Brief:
Which of the lines in the records below hold the string "differs"? Copy every one of them.

─── Supplied data ───

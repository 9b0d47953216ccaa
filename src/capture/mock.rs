//! Mock browser driver for testing
//!
//! This module provides a `MockDriver` implementation of the
//! [`BrowserDriver`] trait. It simulates a page of configurable size behind
//! a viewport, optional scrollable elements and frames, and a device pixel
//! ratio, without requiring a real browser.
//!
//! # Features
//!
//! - **Deterministic Content:** Every raw page pixel encodes its own
//!   coordinates (see [`MockDriver::content_pixel`]), so a stitched capture
//!   can be compared against [`MockDriver::expected_content`]
//! - **Browser Chrome:** Viewport screenshots carry a scrollbar strip on the
//!   right that captures must crop away
//! - **Elements and Frames:** Scrollable regions with their own content
//! - **Scroll Log:** Every `scroll_to` call is recorded
//! - **Configurable Delay:** Simulate slow drivers
//! - **Error Injection:** Every operation fails with a chosen error
//!
//! # Examples
//!
//! ```
//! use webshot::{
//!     capture::{BrowserDriver, MockDriver},
//!     geometry::Size,
//! };
//!
//! #[tokio::main]
//! async fn main() {
//!     let driver = MockDriver::new()
//!         .with_viewport(Size::new(400, 300))
//!         .with_content(Size::new(400, 1000))
//!         .with_device_pixel_ratio(2.0);
//!
//!     let shot = driver.capture_viewport().await.unwrap();
//!     // 400 logical pixels plus a 16px scrollbar, doubled
//!     assert_eq!(shot.dimensions(), (832, 600));
//! }
//! ```

use std::{
    collections::HashMap,
    sync::{Mutex, MutexGuard, PoisonError},
    time::Duration,
};

use async_trait::async_trait;
use image::Rgba;
use serde_json::Value;
use tokio::time::sleep;

use super::{
    BrowserDriver, DriverCapabilities, ScrollTarget, pixel_ratio::DevicePixelRatio,
    raw_image::RawImage,
};
use crate::{
    error::{CaptureError, CaptureResult},
    geometry::{RawRegion, Rect, ScrollOffset, Size},
    model::ElementAlignment,
};
//! Image comparison with a visual diff artifact
//!
//! [`compare`] checks two bitmaps pixel by pixel under a tolerance and
//! produces a [`DiffResult`] holding the verdict, the number of differing
//! pixels and a diff image: a copy of the actual image with every differing
//! pixel painted in [`MARKER_PIXEL`].
//!
//! # Tolerance
//!
//! `tolerance` is a fraction in `[0.0, 1.0]` used twice:
//!
//! - per pixel: a pixel differs when the sum of its absolute RGBA channel
//!   differences, divided by the largest possible sum (4 x 255), exceeds
//!   `tolerance`
//! - per image: the images match when the share of differing pixels is at
//!   most `tolerance`
//!
//! A tolerance of 0.0 therefore demands byte-for-byte equality.
//!
//! # Examples
//!
//! ```
//! use image::Rgba;
//! use webshot::{capture::RawImage, diff::compare};
//!
//! let expected = RawImage::from_test_pattern(10, 10);
//! let mut actual = expected.clone();
//! actual.put_pixel(3, 4, Rgba([255, 255, 255, 255]));
//!
//! let exact = compare(&expected, &actual, 0.0).unwrap();
//! assert!(!exact.matches);
//! assert_eq!(exact.differing_pixels, 1);
//!
//! // 1 of 100 pixels differs, within a 5% allowance
//! let lenient = compare(&expected, &actual, 0.05).unwrap();
//! assert!(lenient.matches);
//! ```

use image::Rgba;
use schemars::JsonSchema;
use serde::{Deserialize, Serialize};
use tracing::debug;

use crate::{
    capture::RawImage,
    error::{CaptureError, CaptureResult},
};

/// Color painted over differing pixels in the diff image
pub const MARKER_PIXEL: Rgba<u8> = Rgba([255, 0, 0, 255]);

const MAX_PIXEL_DELTA: f64 = 4.0 * 255.0;

/// Why a comparison came out the way it did
#[derive(Debug, Clone, Copy, PartialEq, Eq, Serialize, Deserialize, JsonSchema)]
#[serde(rename_all = "snake_case")]
pub enum DiffVerdict {
    /// Pixels agree within the tolerance
    Match,
    /// Too many pixels differ
    ContentMismatch,
    /// The images have different sizes; no pixel was compared
    DimensionMismatch,
}

/// Outcome of one comparison
#[derive(Debug, Clone, PartialEq)]
pub struct DiffResult {
    /// Whether the images are considered equal
    pub matches:          bool,
    /// Reason for the verdict
    pub verdict:          DiffVerdict,
    /// Number of pixels over the per-pixel threshold
    pub differing_pixels: u64,
    /// Number of pixels compared (pixels of the actual image on a dimension
    /// mismatch)
    pub total_pixels:     u64,
    /// Copy of the actual image with differing pixels marked
    pub diff_image:       RawImage,
}

/// Serializable part of a [`DiffResult`]
#[derive(Debug, Clone, PartialEq, Serialize, Deserialize, JsonSchema)]
pub struct DiffSummary {
    /// Whether the images are considered equal
    pub matches:          bool,
    /// Reason for the verdict
    pub verdict:          DiffVerdict,
    /// Number of pixels over the per-pixel threshold
    pub differing_pixels: u64,
    /// Number of pixels compared
    pub total_pixels:     u64,
    /// `differing_pixels / total_pixels`
    pub difference_ratio: f64,
}

impl DiffResult {
    /// Share of differing pixels, 0.0 for empty images
    pub fn difference_ratio(&self) -> f64 {
        if self.total_pixels == 0 {
            0.0
        } else {
            self.differing_pixels as f64 / self.total_pixels as f64
        }
    }

    /// Verdict and counts without the diff image
    pub fn summary(&self) -> DiffSummary {
        DiffSummary {
            matches:          self.matches,
            verdict:          self.verdict,
            differing_pixels: self.differing_pixels,
            total_pixels:     self.total_pixels,
            difference_ratio: self.difference_ratio(),
        }
    }
}

/// Checks that `tolerance` is a fraction in `[0.0, 1.0]`
pub fn validate_tolerance(tolerance: f64) -> CaptureResult<()> {
    if (0.0..=1.0).contains(&tolerance) {
        Ok(())
    } else {
        Err(CaptureError::invalid_parameter(
            "tolerance",
            format!("{tolerance} is not between 0.0 and 1.0"),
        ))
    }
}

/// Compares `actual` against `expected`
///
/// Neither input is modified. The diff image is always produced, even on a
/// match.
///
/// # Errors
///
/// Returns [`CaptureError::InvalidParameter`] if `tolerance` is outside
/// `[0.0, 1.0]` or not a number.
pub fn compare(expected: &RawImage, actual: &RawImage, tolerance: f64) -> CaptureResult<DiffResult> {
    validate_tolerance(tolerance)?;

    let mut diff_image = actual.clone();
    let (width, height) = actual.dimensions();
    let total_pixels = u64::from(width) * u64::from(height);

    if expected.dimensions() != actual.dimensions() {
        debug!(
            expected_width = expected.width(),
            expected_height = expected.height(),
            actual_width = width,
            actual_height = height,
            "dimension mismatch"
        );
        return Ok(DiffResult {
            matches: false,
            verdict: DiffVerdict::DimensionMismatch,
            differing_pixels: 0,
            total_pixels,
            diff_image,
        });
    }

    let mut differing_pixels = 0u64;
    let width = width as usize;

    for (index, (a, b)) in expected
        .as_bytes()
        .chunks_exact(4)
        .zip(actual.as_bytes().chunks_exact(4))
        .enumerate()
    {
        if a == b {
            continue;
        }

        let delta: u32 = a
            .iter()
            .zip(b)
            .map(|(&x, &y)| u32::from(x.abs_diff(y)))
            .sum();

        if f64::from(delta) / MAX_PIXEL_DELTA > tolerance {
            differing_pixels += 1;
            diff_image.put_pixel((index % width) as u32, (index / width) as u32, MARKER_PIXEL);
        }
    }

    let matches = total_pixels == 0 || differing_pixels as f64 / total_pixels as f64 <= tolerance;
    let verdict = if matches {
        DiffVerdict::Match
    } else {
        DiffVerdict::ContentMismatch
    };

    debug!(differing_pixels, total_pixels, tolerance, matches, "compared images");

    Ok(DiffResult {
        matches,
        verdict,
        differing_pixels,
        total_pixels,
        diff_image,
    })
}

───

Answer for the task:
//! - per pixel: a pixel differs when the sum of its absolute RGBA channel
//! // 1 of 100 pixels differs, within a 5% allowance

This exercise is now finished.